#### TASK TO COMPLETE:
Below are records; how many of their lines contain "return"? Answer with only the number.
----- MATERIAL FOR THIS TASK -----
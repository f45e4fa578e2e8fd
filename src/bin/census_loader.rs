use std::process::ExitCode;

use clap::Parser;
use tracing_subscriber::EnvFilter;

use census_tract_etl::config::ConfigLoader;
use census_tract_etl::error::EtlError;
use census_tract_etl::loader::load_all;
use census_tract_etl::store::Store;

#[derive(Parser)]
#[command(name = "census-loader")]
#[command(about = "Load every CSV file in the output directory into SQLite")]
#[command(version)]
struct Cli {
    /// JSON settings file (defaults to ./census-etl.json when present)
    #[arg(long)]
    config: Option<String>,
}

fn main() -> ExitCode {
    if let Err(report) = run() {
        eprintln!("{report:?}");
        if let Some(err) = report.downcast_ref::<EtlError>() {
            return ExitCode::from(err.exit_code());
        }
        return ExitCode::from(1);
    }
    ExitCode::SUCCESS
}

fn run() -> miette::Result<()> {
    tracing_subscriber::fmt()
        .with_env_filter(EnvFilter::from_default_env())
        .with_target(false)
        .with_writer(std::io::stderr)
        .init();

    let cli = Cli::parse();
    let settings = ConfigLoader::resolve(cli.config.as_deref())?;
    let store = Store::new(&settings);

    let summary = load_all(
        store.output_dir().as_std_path(),
        store.database_path().as_std_path(),
    )?;

    for file in &summary.skipped {
        println!("Skipped {} (no geo_id column)", file.display());
    }
    for table in &summary.tables {
        println!(
            "{}: {} rows inserted, {} rejected on primary key conflict",
            table.table, table.inserted, table.rejected
        );
    }
    println!("Database created successfully and tables added");
    Ok(())
}
mod common;

use assert_matches::assert_matches;
use camino::Utf8PathBuf;

use census_tract_etl::config::Settings;
use census_tract_etl::domain::{Dataset, IDENTIFIER_COLUMNS, Region};
use census_tract_etl::error::EtlError;
use census_tract_etl::pipeline::Pipeline;
use census_tract_etl::store::Store;

use common::{FailingCensus, MockCensus};

const RESILIENCE_ZERO: &str =
    "estimated_number_of_individuals_with_zero_components_of_social_vulnerability";

fn settings(root: &std::path::Path) -> Settings {
    Settings {
        output_dir: Utf8PathBuf::from_path_buf(root.join("output_data")).unwrap(),
        ..Settings::default()
    }
}

fn read_csv(path: &std::path::Path) -> (Vec<String>, Vec<Vec<String>>) {
    let mut reader = csv::Reader::from_path(path).unwrap();
    let header = reader.headers().unwrap().iter().map(str::to_string).collect();
    let rows = reader
        .records()
        .map(|record| record.unwrap().iter().map(str::to_string).collect())
        .collect();
    (header, rows)
}

#[test]
fn requests_every_dataset_for_every_region_in_order() {
    let temp = tempfile::tempdir().unwrap();
    let census = MockCensus::default();
    Pipeline::new(Store::new(&settings(temp.path())), &census, false)
        .run()
        .unwrap();

    let calls = census.calls.lock().unwrap();
    let expected: Vec<(Dataset, Region)> = Dataset::ALL
        .iter()
        .flat_map(|&dataset| Region::ALL.iter().map(move |&region| (dataset, region)))
        .collect();
    assert_eq!(*calls, expected);
}

#[test]
fn fetch_failure_aborts_before_writing() {
    let temp = tempfile::tempdir().unwrap();
    let store = Store::new(&settings(temp.path()));
    let err = Pipeline::new(store.clone(), FailingCensus, true)
        .run()
        .unwrap_err();
    assert_matches!(err, EtlError::CensusStatus { status: 503, .. });
    assert!(!store.merged_path().as_std_path().exists());
}

#[test]
fn writes_intermediate_dataset_exports() {
    let temp = tempfile::tempdir().unwrap();
    let store = Store::new(&settings(temp.path()));
    let report = Pipeline::new(store.clone(), MockCensus::default(), true)
        .run()
        .unwrap();

    assert_eq!(report.dataset_paths.len(), 3);
    let housing = store.dataset_path(Dataset::HousingCharacteristics);
    let (header, rows) = read_csv(housing.as_std_path());
    assert_eq!(&header[..6], IDENTIFIER_COLUMNS);
    assert_eq!(&header[6..], ["owner_occuppied_white", "renter_occupied_white"]);
    assert_eq!(rows.len(), Region::ALL.len());
}

#[test]
fn writes_merged_csv_with_identifier_columns_first() {
    let temp = tempfile::tempdir().unwrap();
    let settings = settings(temp.path());
    let store = Store::new(&settings);
    let report = Pipeline::new(store.clone(), MockCensus::default(), false)
        .run()
        .unwrap();

    assert_eq!(report.merged_path, store.merged_path());
    assert!(report.dataset_paths.is_empty());

    let (header, rows) = read_csv(report.merged_path.as_std_path());
    assert_eq!(&header[..6], IDENTIFIER_COLUMNS);
    assert!(header.contains(&"white_population".to_string()));
    assert!(header.contains(&"owner_occuppied_white".to_string()));
    assert!(header.contains(&RESILIENCE_ZERO.to_string()));

    // Three tracts per region: 000100 in every dataset, 000200 only in
    // population, 990000 only in resilience.
    assert_eq!(rows.len(), Region::ALL.len() * 3);
    assert_eq!(report.merged_rows, rows.len());

    let column = |name: &str| header.iter().position(|h| h == name).unwrap();
    let la = rows
        .iter()
        .find(|row| row[column("geo_id")] == "22001000100")
        .unwrap();
    assert_eq!(la[column("State_Name")], "Louisiana");
    assert_eq!(la[column("County_Name")], "Test County");
    assert_eq!(la[column("white_population")], "523");
    assert_eq!(la[column("owner_occuppied_white")], "140");
}

#[test]
fn unmatched_tracts_keep_other_datasets_empty() {
    let temp = tempfile::tempdir().unwrap();
    let report = Pipeline::new(
        Store::new(&settings(temp.path())),
        MockCensus::default(),
        false,
    )
    .run()
    .unwrap();

    let (header, rows) = read_csv(report.merged_path.as_std_path());
    let column = |name: &str| header.iter().position(|h| h == name).unwrap();

    let population_only = rows
        .iter()
        .find(|row| row[column("geo_id")] == "06001000200")
        .unwrap();
    assert_eq!(population_only[column("white_population")], "88");
    assert_eq!(population_only[column("owner_occuppied_white")], "");
    assert_eq!(population_only[column(RESILIENCE_ZERO)], "");

    let resilience_only = rows
        .iter()
        .find(|row| row[column("geo_id")] == "12005990000")
        .unwrap();
    assert_eq!(resilience_only[column("white_population")], "");
    assert_eq!(resilience_only[column(RESILIENCE_ZERO)], "7");
}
-----
#### SOLVED PROBLEM:
2